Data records
────────────────────
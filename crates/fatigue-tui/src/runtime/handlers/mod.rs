//! Effect handlers for the TUI runtime.
//!
//! Handlers perform I/O and return the resulting `UiEvent`. They never touch
//! `AppState`; the runtime spawns them and forwards their events to the inbox.

pub mod feedback;
pub mod session;
pub mod status;

pub use feedback::*;
pub use session::*;
pub use status::*;

#[cfg(test)]
mod tests;
//! Core fatigue client library (API client, polling, display tables, config).

pub mod api;
pub mod config;
pub mod display;
pub mod feedback;
pub mod logging;
pub mod session;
────────────────────
Retyping the data above exactly and in full is the task.

> Answer space:
filename crates/fatigue-tui/src/runtime/handlers/mod.rs
//! Effect handlers for the TUI runtime.
//!
//! Handlers perform I/O and return the resulting `UiEvent`. They never touch
//! `AppState`; the runtime spawns them and forwards their events to the inbox.

pub mod feedback;
pub mod session;
pub mod status;

pub use feedback::*;
pub use session::*;
pub use status::*;

#[cfg(test)]
mod tests;
//! Core fatigue client library (API client, polling, display tables, config).

pub mod api;
pub mod config;
pub mod display;
pub mod feedback;
pub mod logging;
pub mod session;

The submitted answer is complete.